Problem description:
Lines in the listing below that include the word "must" need to be copied.

Dataset records:
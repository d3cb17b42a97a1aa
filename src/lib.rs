//! Eurostat macro indicators: download, normalize, cache, tabulate and chart.
//!
//! The core path is [`fetch::EurostatClient`]: one GET per (indicator, geo), raw JSON-stat
//! bodies cached on disk, flattened into [`table::Observation`] rows with percent changes.

pub mod cache;
pub mod catalog;
pub mod changes;
pub mod chart;
pub mod fetch;
pub mod jsonstat;
pub mod period;
pub mod sheets;
pub mod stats;
pub mod table;

pub use cache::{CacheMode, ResponseCache};
pub use catalog::{Catalog, Frequency, Indicator};
pub use fetch::{EurostatClient, FetchStats};
pub use table::{IndicatorFrame, Observation, WideTable};
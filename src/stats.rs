//! Descriptive statistics for a numeric column.

#[derive(Debug, Clone, Copy, PartialEq)]
pub struct Summary {
    pub count: usize,
    pub mean: f64,
    /// Sample standard deviation (n - 1); NaN with fewer than two points.
    pub std: f64,
    pub min: f64,
    pub q25: f64,
    pub median: f64,
    pub q75: f64,
    pub max: f64,
}

/// Summarize the present values; `None` when there are none.
pub fn describe(values: &[Option<f64>]) -> Option<Summary> {
    let mut xs: Vec<f64> = values.iter().flatten().copied().filter(|x| x.is_finite()).collect();
    if xs.is_empty() {
        return None;
    }
    xs.sort_by(|a, b| a.total_cmp(b));

    let n = xs.len();
    let mean = xs.iter().sum::<f64>() / n as f64;
    let std = if n > 1 {
        (xs.iter().map(|x| (x - mean).powi(2)).sum::<f64>() / (n - 1) as f64).sqrt()
    } else {
        f64::NAN
    };

    Some(Summary {
        count: n,
        mean,
        std,
        min: xs[0],
        q25: quantile(&xs, 0.25),
        median: quantile(&xs, 0.5),
        q75: quantile(&xs, 0.75),
        max: xs[n - 1],
    })
}

// linear interpolation between closest ranks; `sorted` must be non-empty
fn quantile(sorted: &[f64], q: f64) -> f64 {
    let pos = q * (sorted.len() - 1) as f64;
    let lo = pos.floor() as usize;
    let hi = pos.ceil() as usize;
    sorted[lo] + (sorted[hi] - sorted[lo]) * (pos - lo as f64)
}

#[cfg(test)]
mod tests {
    use super::*;
    use approx::assert_relative_eq;

    #[test]
    fn matches_textbook_values() {
        let s = describe(&[Some(4.0), None, Some(1.0), Some(3.0), Some(2.0)]).unwrap();
        assert_eq!(s.count, 4);
        assert_relative_eq!(s.mean, 2.5);
        assert_relative_eq!(s.std, 1.2909944487358056, epsilon = 1e-12);
        assert_relative_eq!(s.min, 1.0);
        assert_relative_eq!(s.q25, 1.75);
        assert_relative_eq!(s.median, 2.5);
        assert_relative_eq!(s.q75, 3.25);
        assert_relative_eq!(s.max, 4.0);
    }

    #[test]
    fn single_value_has_undefined_std() {
        let s = describe(&[Some(7.0)]).unwrap();
        assert!(s.std.is_nan());
        assert_relative_eq!(s.median, 7.0);
    }

    #[test]
    fn nothing_to_describe() {
        assert!(describe(&[]).is_none());
        assert!(describe(&[None, Some(f64::NAN)]).is_none());
    }
}
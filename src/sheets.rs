//! Shared Google Sheet tabs, read through the spreadsheet's CSV export link.

use crate::changes;
use crate::stats::{self, Summary};
use crate::table::WideTable;
use anyhow::{anyhow, Context, Result};
use chrono::NaiveDate;
use reqwest::Client;
use std::collections::BTreeMap;
use std::time::Duration;
use tracing::{info, warn};

const SHEETS_BASE: &str = "https://docs.google.com/spreadsheets/d";

pub const DEFAULT_SHEET_ID: &str = "1P6SV2hYDgfA0Nkv2FI9NA-siYOdB8YLsQnCv5QsFEhI";

pub const DEFAULT_TABS: [&str; 9] = [
    "Europe GDP Forecast",
    "Europe GDP Annual",
    "Europe HICP Forecast",
    "Europe HICP Annual",
    "Rates-Imported",
    "EU HICP Data-Imported",
    "EU GDP-Imported",
    "US GDP Data-Imported",
    "US PCE Data-Imported",
];

#[derive(Debug, Clone, PartialEq)]
pub struct SheetTab {
    pub name: String,
    pub header: Vec<String>,
    pub rows: Vec<Vec<String>>,
}

impl SheetTab {
    /// First record is the header; short records are padded to the header width.
    pub fn from_csv(name: &str, body: &[u8]) -> Result<Self> {
        let mut reader = csv::ReaderBuilder::new()
            .has_headers(false)
            .flexible(true)
            .from_reader(body);

        let mut records = reader.records();
        let header: Vec<String> = match records.next() {
            Some(rec) => rec
                .with_context(|| format!("Invalid CSV header in tab '{}'", name))?
                .iter()
                .map(|s| s.trim().to_string())
                .collect(),
            None => return Err(anyhow!("Tab '{}' is empty", name)),
        };

        let mut rows = Vec::new();
        for rec in records {
            let rec = rec.with_context(|| format!("Invalid CSV row in tab '{}'", name))?;
            let mut row: Vec<String> = rec.iter().map(str::to_string).collect();
            row.resize(header.len().max(row.len()), String::new());
            rows.push(row);
        }

        Ok(SheetTab { name: name.to_string(), header, rows })
    }

    pub fn head(&self, n: usize) -> &[Vec<String>] {
        &self.rows[..n.min(self.rows.len())]
    }

    pub fn column(&self, name: &str) -> Option<Vec<&str>> {
        let idx = self.header.iter().position(|h| h == name)?;
        Some(self.rows.iter().map(|r| r.get(idx).map(String::as_str).unwrap_or("")).collect())
    }

    pub fn numeric_column(&self, name: &str) -> Option<Vec<Option<f64>>> {
        self.column(name).map(|cells| cells.into_iter().map(parse_cell).collect())
    }

    /// Summary of every column holding at least one numeric cell.
    pub fn describe(&self) -> Vec<(String, Summary)> {
        self.header
            .iter()
            .filter_map(|h| {
                let values = self.numeric_column(h)?;
                stats::describe(&values).map(|s| (h.clone(), s))
            })
            .collect()
    }

    /// 1-period percent change of a numeric column; missing cells break the chain on both sides.
    pub fn returns(&self, name: &str) -> Option<Vec<Option<f64>>> {
        let values: Vec<f64> = self
            .numeric_column(name)?
            .into_iter()
            .map(|v| v.unwrap_or(f64::NAN))
            .collect();
        Some(
            changes::pct_change(&values, 1)
                .into_iter()
                .map(|r| r.filter(|v| v.is_finite()))
                .collect(),
        )
    }

    /// Rows keyed by the year in `year_column` (January 1st), one column per other header with
    /// at least one numeric cell. Rows without a readable year are dropped; a repeated year keeps
    /// the later row.
    pub fn by_year(&self, year_column: &str) -> Option<WideTable> {
        let year_idx = self.header.iter().position(|h| h == year_column)?;
        let cell = |row: &Vec<String>, i: usize| row.get(i).and_then(|c| parse_cell(c));

        let cols: Vec<usize> = (0..self.header.len())
            .filter(|&i| i != year_idx && self.rows.iter().any(|r| cell(r, i).is_some()))
            .collect();

        let mut rows: BTreeMap<NaiveDate, Vec<Option<f64>>> = BTreeMap::new();
        for row in &self.rows {
            let Some(date) = cell(row, year_idx)
                .filter(|y| y.fract() == 0.0 && (1.0..=9999.0).contains(y))
                .and_then(|y| NaiveDate::from_ymd_opt(y as i32, 1, 1))
            else {
                continue;
            };
            rows.insert(date, cols.iter().map(|&i| cell(row, i)).collect());
        }

        Some(WideTable { columns: cols.iter().map(|&i| self.header[i].clone()).collect(), rows })
    }
}

/// Spreadsheet number cell: "1,234.5", "1.234,5", "12,345", "2,9", "3.1%".
///
/// A separator counts as thousands grouping only when it splits the integer part into valid
/// 3-digit groups; otherwise a lone comma is the decimal mark. Anything else is missing.
pub fn parse_cell(cell: &str) -> Option<f64> {
    let t = cell.trim().trim_end_matches('%').trim();
    if t.is_empty() {
        return None;
    }
    if let Ok(v) = t.parse::<f64>() {
        return v.is_finite().then_some(v);
    }

    let (sign, digits) = match t.strip_prefix('-') {
        Some(rest) => ("-", rest),
        None => ("", t.strip_prefix('+').unwrap_or(t)),
    };

    let (int_part, frac_part) = match (digits.rfind('.'), digits.rfind(',')) {
        // both present: the later one is the decimal mark, the other groups thousands
        (Some(dot), Some(comma)) => {
            let (at, group_sep) = if dot > comma { (dot, ',') } else { (comma, '.') };
            (ungroup(&digits[..at], group_sep)?, Some(&digits[at + 1..]))
        }
        (None, Some(_)) if digits.matches(',').count() == 1 => match ungroup(digits, ',') {
            Some(whole) => (whole, None),
            None => {
                let (whole, frac) = digits.split_once(',')?;
                (ungroup(whole, ',')?, Some(frac))
            }
        },
        (None, Some(_)) => (ungroup(digits, ',')?, None),
        (Some(_), None) => (ungroup(digits, '.')?, None),
        (None, None) => return None,
    };

    let text = match frac_part {
        Some(frac) if !frac.is_empty() && frac.bytes().all(|b| b.is_ascii_digit()) => {
            format!("{}{}.{}", sign, int_part, frac)
        }
        Some(_) => return None,
        None => format!("{}{}", sign, int_part),
    };
    text.parse::<f64>().ok().filter(|v| v.is_finite())
}

/// Integer digits with optional `sep` between 3-digit groups ("1,234,567" -> "1234567").
fn ungroup(s: &str, sep: char) -> Option<String> {
    let groups: Vec<&str> = s.split(sep).collect();
    let all_digits = |g: &str| !g.is_empty() && g.bytes().all(|b| b.is_ascii_digit());
    if !groups.iter().all(|g| all_digits(*g)) {
        return None;
    }
    if let [first, rest @ ..] = groups.as_slice() {
        if !rest.is_empty() && (first.len() > 3 || first.starts_with('0') || rest.iter().any(|g| g.len() != 3)) {
            return None;
        }
    }
    Some(groups.concat())
}

#[derive(Debug, Clone)]
pub struct SheetsClient {
    http: Client,
    base_url: String,
}

impl SheetsClient {
    pub fn new(timeout: Duration) -> Result<Self> {
        let http = Client::builder()
            .user_agent(concat!("eurostat-macro/", env!("CARGO_PKG_VERSION"), " (rust reqwest)"))
            .timeout(timeout)
            .build()
            .context("Failed to build Sheets HTTP client")?;
        Ok(SheetsClient { http, base_url: SHEETS_BASE.to_string() })
    }

    pub fn with_base_url(mut self, base_url: &str) -> Self {
        self.base_url = base_url.trim_end_matches('/').to_string();
        self
    }

    pub async fn load_tab(&self, sheet_id: &str, tab: &str) -> Result<SheetTab> {
        let url = format!("{}/{}/gviz/tq", self.base_url, sheet_id);
        let resp = self
            .http
            .get(url)
            .query(&[("tqx", "out:csv"), ("sheet", tab)])
            .send()
            .await
            .with_context(|| format!("HTTP error fetching tab '{}'", tab))?
            .error_for_status()
            .with_context(|| format!("Tab '{}' returned non-OK status", tab))?;

        let body = resp.bytes().await?;
        SheetTab::from_csv(tab, &body)
    }

    /// Load every tab, skipping (and logging) those that fail.
    pub async fn load_tabs(&self, sheet_id: &str, tabs: &[String]) -> Vec<SheetTab> {
        let mut out = Vec::new();
        for tab in tabs {
            match self.load_tab(sheet_id, tab).await {
                Ok(t) => {
                    info!(tab = %tab, rows = t.rows.len(), "tab loaded");
                    out.push(t);
                }
                Err(e) => warn!(tab = %tab, error = %format!("{:#}", e), "tab skipped"),
            }
        }
        out
    }
}

#[cfg(test)]
mod tests {
    use super::*;
    use approx::assert_relative_eq;
    use rstest::rstest;

    const CSV: &str = "\"Year\",\"Euro area\",\"Italy\",\"Note\"\n\
                       \"1999\",\"2.907\",\"1,62880629\",\"a\"\n\
                       \"2000\",\"4.034\",\"4.205\",\"\"\n\
                       \"2001\",\"2.157\"\n";

    #[test]
    fn parses_header_and_pads_short_rows() {
        let tab = SheetTab::from_csv("Europe Countries GDP", CSV.as_bytes()).unwrap();
        assert_eq!(tab.header, vec!["Year", "Euro area", "Italy", "Note"]);
        assert_eq!(tab.rows.len(), 3);
        assert_eq!(tab.rows[2], vec!["2001", "2.157", "", ""]);
        assert_eq!(tab.head(2).len(), 2);
        assert_eq!(tab.head(10).len(), 3);
    }

    #[test]
    fn numeric_columns_tolerate_locale_noise() {
        let tab = SheetTab::from_csv("t", CSV.as_bytes()).unwrap();
        let italy = tab.numeric_column("Italy").unwrap();
        assert_relative_eq!(italy[0].unwrap(), 1.62880629);
        assert_relative_eq!(italy[1].unwrap(), 4.205);
        assert_eq!(italy[2], None);
        assert!(tab.numeric_column("Missing").is_none());
    }

    #[test]
    fn describe_skips_text_columns() {
        let tab = SheetTab::from_csv("t", CSV.as_bytes()).unwrap();
        let names: Vec<String> = tab.describe().into_iter().map(|(n, _)| n).collect();
        assert_eq!(names, vec!["Year", "Euro area", "Italy"]);
    }

    #[rstest]
    #[case("1,234.5", Some(1234.5))]
    #[case("1.234,5", Some(1234.5))]
    #[case("12,345", Some(12345.0))]
    #[case("1,234,567", Some(1234567.0))]
    #[case("1.234.567", Some(1234567.0))]
    #[case("-1.234,5", Some(-1234.5))]
    #[case("2,9", Some(2.9))]
    #[case("0,123", Some(0.123))]
    #[case(" 3.1% ", Some(3.1))]
    #[case("-0.5", Some(-0.5))]
    #[case("12,34,567", None)]
    #[case("1,2,3", None)]
    #[case("1,", None)]
    #[case("n/a", None)]
    #[case("", None)]
    fn cell_parsing(#[case] cell: &str, #[case] expected: Option<f64>) {
        assert_eq!(parse_cell(cell), expected);
    }

    #[test]
    fn returns_follow_row_order_and_skip_gaps() {
        let csv = "Date,Price\n2024-01-02,100\n2024-01-03,110\n2024-01-04,\n2024-01-05,121\n2024-01-08,99\n";
        let tab = SheetTab::from_csv("prices", csv.as_bytes()).unwrap();
        let r = tab.returns("Price").unwrap();
        assert_eq!(r.len(), 5);
        assert_eq!(r[0], None);
        assert_relative_eq!(r[1].unwrap(), 10.0, epsilon = 1e-9);
        assert_eq!(r[2], None);
        assert_eq!(r[3], None);
        assert_relative_eq!(r[4].unwrap(), (99.0 / 121.0 - 1.0) * 100.0, epsilon = 1e-9);
        assert!(tab.returns("Volume").is_none());
    }

    #[test]
    fn by_year_keys_rows_on_the_year_column() {
        let tab = SheetTab::from_csv("t", CSV.as_bytes()).unwrap();
        let wide = tab.by_year("Year").unwrap();
        assert_eq!(wide.columns, vec!["Euro area", "Italy"]);
        assert_eq!(wide.rows.len(), 3);

        let y2000 = NaiveDate::from_ymd_opt(2000, 1, 1).unwrap();
        assert_eq!(wide.rows[&y2000], vec![Some(4.034), Some(4.205)]);
        let y2001 = NaiveDate::from_ymd_opt(2001, 1, 1).unwrap();
        assert_eq!(wide.rows[&y2001], vec![Some(2.157), None]);

        let italy = wide.select(&["Italy"]);
        assert_eq!(italy.rows.len(), 2);
        assert!(tab.by_year("Anno").is_none());
    }

    #[test]
    fn by_year_drops_rows_without_a_year() {
        let csv = "Year,EA\n1999,1.0\nTotal,9.0\n2000.5,2.0\n2000,3.0\n";
        let wide = SheetTab::from_csv("t", csv.as_bytes()).unwrap().by_year("Year").unwrap();
        let years: Vec<i32> = wide.rows.keys().map(|d| chrono::Datelike::year(d)).collect();
        assert_eq!(years, vec![1999, 2000]);
    }

    #[test]
    fn empty_body_is_an_error() {
        assert!(SheetTab::from_csv("t", b"").is_err());
    }
}
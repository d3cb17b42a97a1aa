//! Period labels as published by Eurostat ("2024-03", "2024-Q1", "2024") to calendar dates.

use crate::catalog::Frequency;
use chrono::{Datelike, NaiveDate};

/// Start date of the period named by `label`, or `None` if the label does not match `freq`.
pub fn parse_period(label: &str, freq: Frequency) -> Option<NaiveDate> {
    let t = label.trim();
    match freq {
        Frequency::Monthly => parse_month(t),
        Frequency::Quarterly => parse_quarter(t),
        Frequency::Annual => parse_year(t).and_then(|y| NaiveDate::from_ymd_opt(y, 1, 1)),
    }
}

fn parse_year(s: &str) -> Option<i32> {
    if s.len() != 4 || !s.chars().all(|c| c.is_ascii_digit()) {
        return None;
    }
    s.parse().ok()
}

fn parse_number(s: &str, max: u32) -> Option<u32> {
    if s.is_empty() || s.len() > 2 || !s.chars().all(|c| c.is_ascii_digit()) {
        return None;
    }
    let n: u32 = s.parse().ok()?;
    (1..=max).contains(&n).then_some(n)
}

// "2024-03", "2024M03", "2024-M03"
fn parse_month(s: &str) -> Option<NaiveDate> {
    if s.len() < 6 || !s.is_char_boundary(4) {
        return None;
    }
    let (y, rest) = s.split_at(4);
    let year = parse_year(y)?;
    let rest = rest.strip_prefix('-').unwrap_or(rest);
    let rest = rest.strip_prefix('M').unwrap_or(rest);
    if rest.len() != 2 {
        return None;
    }
    let month = parse_number(rest, 12)?;
    NaiveDate::from_ymd_opt(year, month, 1)
}

// "2024-Q1", "2024Q1"
fn parse_quarter(s: &str) -> Option<NaiveDate> {
    if s.len() < 6 || !s.is_char_boundary(4) {
        return None;
    }
    let (y, rest) = s.split_at(4);
    let year = parse_year(y)?;
    let rest = rest.strip_prefix('-').unwrap_or(rest);
    let q = parse_number(rest.strip_prefix('Q')?, 4)?;
    NaiveDate::from_ymd_opt(year, (q - 1) * 3 + 1, 1)
}

/// Position on a continuous year axis, e.g. 2024-04-01 -> 2024.25.
pub fn fractional_year(d: NaiveDate) -> f64 {
    d.year() as f64 + (d.month0() as f64) / 12.0
}
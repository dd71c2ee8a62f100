// SPDX-License-Identifier: MPL-2.0

//! The public entry point for solving.
//!
//! A [Selector] borrows a [DependencyGraph] and answers
//! [find_solution](Selector::find_solution) calls against it. The graph is
//! only read, so several selectors (or several calls) may share one graph;
//! each call owns its transient solver state.

use log::{debug, info};

use crate::constraint::VersionConstraint;
use crate::error::{InvalidSolutionConstraints, SelectorError};
use crate::graph::{DependencyGraph, PackageId};
use crate::internal::diagnose::diagnose;
use crate::internal::domain::ABSENT;
use crate::internal::problem::Problem;
use crate::internal::solve::{Budget, Outcome, Solver};
use crate::type_aliases::{Assignment, Set};

/// A top-level requirement: the named package must be present, at a version
/// accepted by the constraint.
#[derive(Debug, Clone, PartialEq, Eq)]
pub struct SolutionConstraint {
    /// The required package.
    pub package: String,
    /// Accepted versions; defaults to any version.
    pub constraint: VersionConstraint,
}

impl SolutionConstraint {
    /// Requires the package at any version.
    pub fn any(package: impl Into<String>) -> Self {
        Self {
            package: package.into(),
            constraint: VersionConstraint::any(),
        }
    }

    /// Requires the package at a version accepted by `constraint`.
    pub fn new(package: impl Into<String>, constraint: VersionConstraint) -> Self {
        Self {
            package: package.into(),
            constraint,
        }
    }
}

/// Knobs for one [find_solution](Selector::find_solution) call.
#[derive(Debug, Clone, Default)]
pub struct SolveOptions {
    /// Wall-clock budget. Exhaustion yields
    /// [TimeBoundExceeded](SelectorError::TimeBoundExceeded).
    pub timeout_ms: Option<u32>,
    /// Backtrack budget, checked together with the wall clock.
    pub max_backtracks: Option<u64>,
    /// When supplied, only these packages (and the top-level-constrained
    /// ones) may appear in a solution. A version depending on an excluded
    /// package is itself unusable.
    pub valid_packages: Option<Vec<String>>,
}

/// Computes assignments of versions to packages over a fixed graph.
pub struct Selector<'g> {
    graph: &'g DependencyGraph,
}

impl<'g> Selector<'g> {
    /// Creates a selector over the graph.
    pub fn new(graph: &'g DependencyGraph) -> Self {
        Self { graph }
    }

    /// Finds the best assignment satisfying every solution constraint, or
    /// explains why none exists.
    ///
    /// The returned mapping contains every package present in the solution
    /// (top-level packages first, then induced dependencies) and nothing
    /// else. Among all feasible assignments the result maximises top-level
    /// versions, then minimises how many induced packages are pulled in,
    /// then maximises induced versions; identical inputs always produce the
    /// identical result.
    ///
    /// # Errors
    ///
    /// [InvalidSolutionConstraints](SelectorError::InvalidSolutionConstraints)
    /// aggregates every constraint naming a non-existent package or matching
    /// zero versions, before any solving happens.
    /// [NoSolution](SelectorError::NoSolution) carries the diagnosis of an
    /// infeasible input, and
    /// [TimeBoundExceeded](SelectorError::TimeBoundExceeded) reports an
    /// exhausted budget.
    pub fn find_solution(
        &self,
        constraints: &[SolutionConstraint],
        options: &SolveOptions,
    ) -> Result<Assignment, SelectorError> {
        let resolved = self.validate(constraints)?;
        let valid: Option<Set<PackageId>> = options.valid_packages.as_ref().map(|names| {
            names
                .iter()
                .filter_map(|name| self.graph.get(name))
                .collect()
        });

        let mut budget = Budget::new(options.timeout_ms, options.max_backtracks);
        let problem = Problem::build(self.graph, &resolved, valid.as_ref());
        info!(
            "solving {} constraints over {} reachable packages",
            resolved.len(),
            problem.var_count()
        );
        let mut solver = Solver::new(&problem);
        let outcome = solver
            .solve(&mut budget, false)
            .map_err(|_| SelectorError::TimeBoundExceeded)?;

        match outcome {
            Outcome::Sat(values) => {
                let mut assignment = Assignment::default();
                for (var, &value) in values.iter().enumerate() {
                    if value != ABSENT {
                        let name = self.graph.name(problem.vars[var].package).to_string();
                        assignment.insert(name, problem.version_at(var, value).clone());
                    }
                }
                debug!("solution with {} packages", assignment.len());
                Ok(assignment)
            }
            Outcome::Unsat => {
                info!("no solution, diagnosing");
                let diagnosis = diagnose(self.graph, &resolved, valid.as_ref(), &mut budget)
                    .map_err(|_| SelectorError::TimeBoundExceeded)?;
                Err(SelectorError::NoSolution(Box::new(diagnosis)))
            }
        }
    }

    /// Checks every constraint against the graph, aggregating all failures
    /// into one error. Runs before anything is solved.
    fn validate(
        &self,
        constraints: &[SolutionConstraint],
    ) -> Result<Vec<(PackageId, VersionConstraint)>, SelectorError> {
        let mut violations = InvalidSolutionConstraints::default();
        let mut resolved = Vec::with_capacity(constraints.len());
        for (index, sc) in constraints.iter().enumerate() {
            match self.graph.get(&sc.package).filter(|&p| self.graph.exists(p)) {
                None => violations.non_existent.push((index, sc.package.clone())),
                Some(package) => {
                    let satisfiable = self
                        .graph
                        .versions(package)
                        .any(|version| sc.constraint.contains(version));
                    if satisfiable {
                        resolved.push((package, sc.constraint.clone()));
                    } else {
                        violations.constrained_to_no_versions.push((
                            index,
                            sc.package.clone(),
                            sc.constraint.to_string(),
                        ));
                    }
                }
            }
        }
        if violations.is_empty() {
            Ok(resolved)
        } else {
            Err(SelectorError::InvalidSolutionConstraints(violations))
        }
    }
}
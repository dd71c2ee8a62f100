// SPDX-License-Identifier: MPL-2.0

//! Handling selector errors.

use std::fmt::{self, Display};

use thiserror::Error;

use crate::constraint::MalformedConstraint;
use crate::report::ConstraintPath;
use crate::version::MalformedVersion;

/// Aggregate of every invalid top-level constraint, produced before any
/// solving starts. A single call reports all violations at once.
#[derive(Debug, Clone, Default, PartialEq, Eq)]
pub struct InvalidSolutionConstraints {
    /// Constraints whose package has no versions in the graph, as
    /// `(constraint index, package name)`.
    pub non_existent: Vec<(usize, String)>,
    /// Constraints matching zero versions of an existing package, as
    /// `(constraint index, package name, rendered constraint)`.
    pub constrained_to_no_versions: Vec<(usize, String, String)>,
}

impl InvalidSolutionConstraints {
    pub(crate) fn is_empty(&self) -> bool {
        self.non_existent.is_empty() && self.constrained_to_no_versions.is_empty()
    }
}

impl Display for InvalidSolutionConstraints {
    fn fmt(&self, f: &mut fmt::Formatter<'_>) -> fmt::Result {
        f.write_str("invalid solution constraints:")?;
        for (index, name) in &self.non_existent {
            write!(f, " [#{index}] package {name} does not exist;")?;
        }
        for (index, name, constraint) in &self.constrained_to_no_versions {
            write!(f, " [#{index}] no version of {name} matches {{{constraint}}};")?;
        }
        Ok(())
    }
}

/// Diagnosis of an infeasible problem: which top-level constraint first made
/// it unsatisfiable, which package the conflict centers on, and the
/// constraint chains leading there.
#[derive(Debug, Clone, PartialEq, Eq)]
pub struct NoSolutionExists {
    /// Index into the top-level constraint list of the first constraint
    /// whose prefix is unsatisfiable.
    pub offending_constraint_index: usize,
    /// The package the conflicting constraint chains converge on.
    pub most_constrained_package: String,
    /// Chains of dependency arcs from top-level-constrained packages to the
    /// most constrained package.
    pub paths: Vec<ConstraintPath>,
    /// Rendered explanation, suitable as a CLI error.
    pub message: String,
}

/// Errors that may occur while selecting dependencies.
#[derive(Error, Debug)]
pub enum SelectorError {
    /// A version string failed to parse.
    #[error(transparent)]
    MalformedVersion(#[from] MalformedVersion),

    /// A constraint string failed to parse.
    #[error(transparent)]
    MalformedConstraint(#[from] MalformedConstraint),

    /// One or more top-level constraints were rejected before solving.
    #[error("{0}")]
    InvalidSolutionConstraints(InvalidSolutionConstraints),

    /// The problem is infeasible; the payload explains why.
    #[error("{}", .0.message)]
    NoSolution(Box<NoSolutionExists>),

    /// The time or backtrack budget ran out before the search finished.
    /// This is not a statement about feasibility.
    #[error("time bound exceeded before the search finished")]
    TimeBoundExceeded,

    /// Something unexpected happened.
    #[error("{0}")]
    Failure(String),
}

Answer box:
// linear interpolation between closest ranks; `sorted` must be non-empty
/// A top-level requirement: the named package must be present, at a version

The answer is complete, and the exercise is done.